The owners of 15 stands in the Austrian capital have formed a lobbying group and applied last week to have the "Vienna sausage stand culture" inscribed as intangible cultural heritage by the UN agency.
"We want to create a kind of quality seal for Vienna sausage stands," said 36-year-old Patrick Tondl, one of the association's founders whose family owns Leo's Wuerstelstand -- Vienna's oldest operating sausage stand.
"At the sausage stand, everyone is the same... No matter if you're a top banker who earns hundreds of thousands of euros or if you have to scrape together the last euros to buy a sausage... You meet here, you can talk to everyone," he adds.
High inflation driving consumers looking for affordable meals, plus a new wave of vendors with updated flavours, have helped keep the stands busy.
Tondl's great-grandfather started their business in the late 1920s, pulling a cart behind him and selling sausages at night.
The family's customers have included former chancellor Bruno Kreisky, recalls Vera Tondl, 67, who runs the shop together with her son Patrick.
Leo's is one of about 180 sausage stands in Vienna today, out of a total of about 300 food stands, selling fast food at fixed locations and open until the early hours, according to the city's economic chamber.

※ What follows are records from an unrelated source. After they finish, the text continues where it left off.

//! Depth-first walk over the syntax tree.
//!
//! The walker owns the per-pass state: the options, the trace sink and the
//! current depth. Rules (see [`crate::generators`]) call back into
//! [`Generator::generate_children`] for their child sequences, which passes
//! the rule's own kind down as the children's parent context.

use crate::node::{Node, NodeKind};
use crate::options::CodegenOptions;
use crate::trace::{TraceEvent, TracePhase, TraceSink};

pub struct Generator<'a> {
    pub(crate) options: &'a CodegenOptions,
    sink: &'a mut dyn TraceSink,
    depth: usize,
}

impl<'a> Generator<'a> {
    pub fn new(options: &'a CodegenOptions, sink: &'a mut dyn TraceSink) -> Self {
        Self {
            options,
            sink,
            depth: 0,
        }
    }

    /// Generate the body for a root node. The root has no parent, so it is
    /// never treated as content.
    pub fn generate_root(&mut self, root: &Node) -> String {
        self.generate(root, None)
    }

    /// Generate one node given the kind of its parent.
    pub fn generate(&mut self, node: &Node, parent: Option<NodeKind>) -> String {
        let kind = node.kind();
        self.sink.event(TraceEvent {
            phase: TracePhase::Enter,
            kind,
            depth: self.depth,
        });
        self.depth += 1;

        let content = parent.is_some_and(NodeKind::is_content);
        let out = match node {
            Node::Program { body } => self.emit_program(body),
            Node::ExplicitExpression { values } => self.emit_explicit_expression(values, content),
            Node::Expression { values } => self.emit_expression(values, content),
            Node::Markup {
                name,
                attributes,
                values,
                is_void,
                void_closed,
            } => self.emit_markup(name, attributes, values, *is_void, *void_closed),
            Node::MarkupAttribute {
                left,
                right,
                right_is_quoted,
            } => self.emit_markup_attribute(left, right, *right_is_quoted),
            Node::Block { head, values, tail } => self.emit_block(head, values, tail),
            Node::IndexExpression { values } => self.emit_index_expression(values),
            Node::Text { value } => self.emit_text(value, content),
        };

        self.depth -= 1;
        self.sink.event(TraceEvent {
            phase: TracePhase::Leave,
            kind,
            depth: self.depth,
        });
        out
    }

    /// Generate `children` in order under a parent of kind `parent` and
    /// concatenate the fragments.
    pub(crate) fn generate_children(&mut self, children: &[Node], parent: NodeKind) -> String {
        let mut out = String::new();
        for child in children {
            out.push_str(&self.generate(child, Some(parent)));
        }
        out
    }
}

Whereas the number of stands has remained similar over the last decade, more than a third have changed from selling sausages to kebabs, pizza and noodles, a spokesman for the chamber told AFP.
- 'Momentum' -
But sausage stands have seen a "mini boom" in customer numbers recently, according to Patrick Tondl.
Many have been drawn back to the stands by high inflation, where a meal can be had for less than 10 euros ($11) with lower overheads than restaurants.
New stand operators have also brought a "bit of momentum", said Tondl, bringing the likes of organic vegetarian sausages with kimchi.
Tourists are already drawn in droves.
"When you come to Austria, it's what you want to try," 28-year-old Australian tourist Sam Bowden told AFP.
The cultural legacy of Vienna's sausages is far-reaching, including the use of the term "wiener" for sausages in the United States, which is believed to have derived from the German name for Vienna, Wien.
However Sebastian Hackenschmidt, who has published a photo book on the stands, said the legacy of the "Vienna phenomena" is more complex.
He says that for many in multicultural Vienna, the sausage stands hold little appeal -- equally for the growing number of vegetarians -- and their universal appeal is something of a "myth".
"Vienna is a city in great flux... With the influx of people, cultural customs are also changing," Hackenschmidt told AFP.
Some 40 percent of Vienna's two million inhabitants were born outside the country, where the anti-immigrant far-right looks set to top September national polls for the first time.